THE PROBLEM – Within this listing, how many lines carry the string "stderr"? State the number only.

#### INPUT

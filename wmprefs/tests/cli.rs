use assert_cmd::Command;
use predicates::str::contains;
use serde_json::Value;
use std::fs;
use std::path::{Path, PathBuf};
use tempfile::tempdir;

fn bin() -> Command {
    let path = assert_cmd::cargo::cargo_bin!("wmprefs");
    Command::new(path)
}

fn parse_json(bytes: &[u8]) -> Value {
    serde_json::from_slice(bytes).expect("json output")
}

fn write_config(root: &Path) -> (PathBuf, PathBuf, PathBuf) {
    let system_dir = root.join("system");
    let user_dir = root.join("user");
    fs::create_dir_all(&system_dir).unwrap();
    fs::create_dir_all(&user_dir).unwrap();
    let config_path = root.join("config.yaml");
    fs::write(
        &config_path,
        format!(
            "version: 1\npaths:\n  system_dir: {}\n  user_dir: {}\n",
            system_dir.display(),
            user_dir.display()
        ),
    )
    .unwrap();
    (config_path, system_dir, user_dir)
}

fn write_entry(dir: &Path, file: &str, body: &str) {
    fs::write(dir.join(file), body).unwrap();
}

#[test]
fn list_reports_sorted_validated_registry() {
    let dir = tempdir().unwrap();
    let (config_path, system_dir, user_dir) = write_config(dir.path());
    // `sh` is on every search path; the missing binary entry must be dropped.
    write_entry(
        &system_dir,
        "shwm.desktop",
        "[Desktop Entry]\nName=Shell WM\nExec=sh\n",
    );
    write_entry(
        &system_dir,
        "ghost.desktop",
        "[Desktop Entry]\nName=Ghost\nExec=wmprefs-test-missing-binary\n",
    );
    write_entry(
        &user_dir,
        "zeta.desktop",
        "[Desktop Entry]\nName=Zeta\nExec=zeta-wm\n",
    );
    write_entry(
        &user_dir,
        "alpha.desktop",
        "[Desktop Entry]\nName=Alpha\nExec=alpha-wm\n",
    );

    let output = bin()
        .arg("--json")
        .arg("--config")
        .arg(&config_path)
        .arg("list")
        .assert()
        .success()
        .get_output()
        .stdout
        .clone();

    let value = parse_json(&output);
    assert!(value["ok"].as_bool().unwrap());
    let names: Vec<&str> = value["result"]
        .as_array()
        .unwrap()
        .iter()
        .map(|wm| wm["name"].as_str().unwrap())
        .collect();
    assert_eq!(names, vec!["Alpha", "Shell WM", "Zeta"]);
    assert!(value["result"][0]["user_installed"].as_bool().unwrap());
    assert!(!value["result"][1]["user_installed"].as_bool().unwrap());
}

#[test]
fn list_human_output_mentions_empty_registry() {
    let dir = tempdir().unwrap();
    let (config_path, _system_dir, _user_dir) = write_config(dir.path());

    bin()
        .arg("--config")
        .arg(&config_path)
        .arg("list")
        .assert()
        .success()
        .stdout(contains("no window managers found"));
}

#[test]
fn current_matches_identify_name() {
    let dir = tempdir().unwrap();
    let (config_path, _system_dir, user_dir) = write_config(dir.path());
    write_entry(
        &user_dir,
        "marco.desktop",
        "[Desktop Entry]\nName=Marco WM\nExec=marco\nX-Test-WMName=marco-reported\nX-Test-WMSettingsModule=marco-module\n",
    );

    let output = bin()
        .env("WMPREFS_WM_NAME", "marco-reported")
        .arg("--json")
        .arg("--config")
        .arg(&config_path)
        .arg("current")
        .assert()
        .success()
        .get_output()
        .stdout
        .clone();

    let value = parse_json(&output);
    assert!(value["ok"].as_bool().unwrap());
    assert_eq!(value["result"]["reported"].as_str().unwrap(), "marco-reported");
    assert_eq!(
        value["result"]["matched"]["name"].as_str().unwrap(),
        "Marco WM"
    );
    assert_eq!(
        value["result"]["settings_module"]["module"].as_str().unwrap(),
        "marco-module"
    );
}

#[test]
fn current_falls_back_to_display_name() {
    let dir = tempdir().unwrap();
    let (config_path, _system_dir, user_dir) = write_config(dir.path());
    write_entry(
        &user_dir,
        "metacity.desktop",
        "[Desktop Entry]\nName=Metacity\nExec=metacity\n",
    );

    let output = bin()
        .env("WMPREFS_WM_NAME", "Metacity")
        .arg("--json")
        .arg("--config")
        .arg(&config_path)
        .arg("current")
        .assert()
        .success()
        .get_output()
        .stdout
        .clone();

    let value = parse_json(&output);
    assert_eq!(
        value["result"]["matched"]["name"].as_str().unwrap(),
        "Metacity"
    );
    assert!(value["result"]["settings_module"].is_null());
}

#[test]
fn current_with_unknown_wm_is_not_an_error() {
    let dir = tempdir().unwrap();
    let (config_path, _system_dir, _user_dir) = write_config(dir.path());

    let output = bin()
        .env("WMPREFS_WM_NAME", "unregistered-wm")
        .arg("--json")
        .arg("--config")
        .arg(&config_path)
        .arg("current")
        .assert()
        .success()
        .get_output()
        .stdout
        .clone();

    let value = parse_json(&output);
    assert!(value["ok"].as_bool().unwrap());
    assert!(value["result"]["matched"].is_null());
}

#[test]
fn configure_error_names_the_window_manager() {
    let dir = tempdir().unwrap();
    let (config_path, _system_dir, user_dir) = write_config(dir.path());
    write_entry(
        &user_dir,
        "bare.desktop",
        "[Desktop Entry]\nName=Bare\nExec=bare-wm\nX-Test-WMName=bare-reported\n",
    );

    bin()
        .env("WMPREFS_WM_NAME", "bare-reported")
        .arg("--config")
        .arg(&config_path)
        .arg("configure")
        .assert()
        .failure()
        .stderr(contains(
            "window manager \"bare-reported\" has not registered a configuration tool",
        ));
}

#[test]
fn configure_json_error_envelope() {
    let dir = tempdir().unwrap();
    let (config_path, _system_dir, _user_dir) = write_config(dir.path());

    let output = bin()
        .env("WMPREFS_WM_NAME", "nobody-home")
        .arg("--json")
        .arg("--config")
        .arg(&config_path)
        .arg("configure")
        .assert()
        .failure()
        .get_output()
        .stdout
        .clone();

    let value = parse_json(&output);
    assert!(!value["ok"].as_bool().unwrap());
    assert!(value["error"].as_str().unwrap().contains("nobody-home"));
}

#[cfg(unix)]
#[test]
fn configure_spawns_registered_tool() {
    use std::os::unix::fs::PermissionsExt;

    let dir = tempdir().unwrap();
    let (config_path, _system_dir, user_dir) = write_config(dir.path());
    let tool = dir.path().join("fake-settings");
    fs::write(&tool, "#!/bin/sh\nexit 0\n").unwrap();
    fs::set_permissions(&tool, fs::Permissions::from_mode(0o755)).unwrap();
    write_entry(
        &user_dir,
        "tooled.desktop",
        &format!(
            "[Desktop Entry]\nName=Tooled\nExec=tooled-wm\nX-Test-WMName=tooled-reported\nConfigExec={} --page one\n",
            tool.display()
        ),
    );

    let output = bin()
        .env("WMPREFS_WM_NAME", "tooled-reported")
        .arg("--json")
        .arg("--config")
        .arg(&config_path)
        .arg("configure")
        .assert()
        .success()
        .get_output()
        .stdout
        .clone();

    let value = parse_json(&output);
    assert!(value["ok"].as_bool().unwrap());
    assert!(value["result"]["command"]
        .as_str()
        .unwrap()
        .contains("fake-settings"));
}

#[test]
fn select_by_name_reports_without_launching() {
    let dir = tempdir().unwrap();
    let (config_path, _system_dir, user_dir) = write_config(dir.path());
    write_entry(
        &user_dir,
        "beta.desktop",
        "[Desktop Entry]\nName=Beta\nExec=beta-wm --replace\n",
    );

    let output = bin()
        .arg("--json")
        .arg("--config")
        .arg(&config_path)
        .arg("select")
        .arg("Beta")
        .assert()
        .success()
        .get_output()
        .stdout
        .clone();

    let value = parse_json(&output);
    assert_eq!(
        value["result"]["window_manager"]["name"].as_str().unwrap(),
        "Beta"
    );
    assert!(!value["result"]["launched"].as_bool().unwrap());
}

#[test]
fn select_unknown_name_fails() {
    let dir = tempdir().unwrap();
    let (config_path, _system_dir, user_dir) = write_config(dir.path());
    write_entry(
        &user_dir,
        "beta.desktop",
        "[Desktop Entry]\nName=Beta\nExec=beta-wm\n",
    );

    bin()
        .arg("--config")
        .arg(&config_path)
        .arg("select")
        .arg("Gamma")
        .assert()
        .failure()
        .stderr(contains("unknown window manager \"Gamma\""));
}

#[test]
fn select_interactive_requires_a_tty() {
    let dir = tempdir().unwrap();
    let (config_path, _system_dir, user_dir) = write_config(dir.path());
    write_entry(
        &user_dir,
        "beta.desktop",
        "[Desktop Entry]\nName=Beta\nExec=beta-wm\n",
    );

    bin()
        .arg("--config")
        .arg(&config_path)
        .arg("select")
        .assert()
        .failure()
        .stderr(contains("requires a TTY"));
}

#[test]
fn show_resolves_a_basename_in_the_scan_directories() {
    let dir = tempdir().unwrap();
    let (config_path, system_dir, _user_dir) = write_config(dir.path());
    write_entry(
        &system_dir,
        "shwm.desktop",
        "[Desktop Entry]\nName=Shell WM\nExec=sh\nX-Test-WMName=shwm\n",
    );

    let output = bin()
        .arg("--json")
        .arg("--config")
        .arg(&config_path)
        .arg("show")
        .arg("shwm.desktop")
        .assert()
        .success()
        .get_output()
        .stdout
        .clone();

    let value = parse_json(&output);
    assert_eq!(value["result"]["name"].as_str().unwrap(), "Shell WM");
    assert_eq!(value["result"]["identify_name"].as_str().unwrap(), "shwm");

    bin()
        .arg("--config")
        .arg(&config_path)
        .arg("show")
        .arg("missing.desktop")
        .assert()
        .failure()
        .stderr(contains("no desktop entry found"));
}

#[test]
fn config_init_creates_and_preserves_existing() {
    let dir = tempdir().unwrap();
    let config_dir = dir.path().join("config");

    let output = bin()
        .env("WMPREFS_CONFIG_DIR", &config_dir)
        .arg("--json")
        .arg("config")
        .arg("init")
        .assert()
        .success()
        .get_output()
        .stdout
        .clone();

    let value = parse_json(&output);
    assert!(value["ok"].as_bool().unwrap());
    assert!(value["result"]["created"].as_bool().unwrap());

    let config_path = config_dir.join("config.yaml");
    assert!(config_path.exists());

    fs::write(&config_path, "sentinel: true\n").unwrap();

    let output = bin()
        .env("WMPREFS_CONFIG_DIR", &config_dir)
        .arg("--json")
        .arg("config")
        .arg("init")
        .assert()
        .success()
        .get_output()
        .stdout
        .clone();

    let value = parse_json(&output);
    assert!(!value["result"]["created"].as_bool().unwrap());
    assert_eq!(
        fs::read_to_string(&config_path).unwrap(),
        "sentinel: true\n"
    );
}

#[test]
fn config_validate_rejects_unknown_fields() {
    let dir = tempdir().unwrap();
    let config_path = dir.path().join("config.yaml");
    fs::write(
        &config_path,
        "version: 1\nunknown_field: true\npaths:\n  system_dir: /usr/share/wm-properties\n",
    )
    .unwrap();

    bin()
        .arg("--config")
        .arg(&config_path)
        .arg("config")
        .arg("validate")
        .assert()
        .failure()
        .stderr(contains("unknown field"));
}

#[test]
fn config_validate_accepts_generated_default() {
    let dir = tempdir().unwrap();
    let config_dir = dir.path().join("config");

    bin()
        .env("WMPREFS_CONFIG_DIR", &config_dir)
        .arg("config")
        .arg("init")
        .assert()
        .success();

    bin()
        .env("WMPREFS_CONFIG_DIR", &config_dir)
        .arg("config")
        .arg("validate")
        .assert()
        .success()
        .stdout(contains("config ok"));
}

########

EXERCISE SOLUTION – 5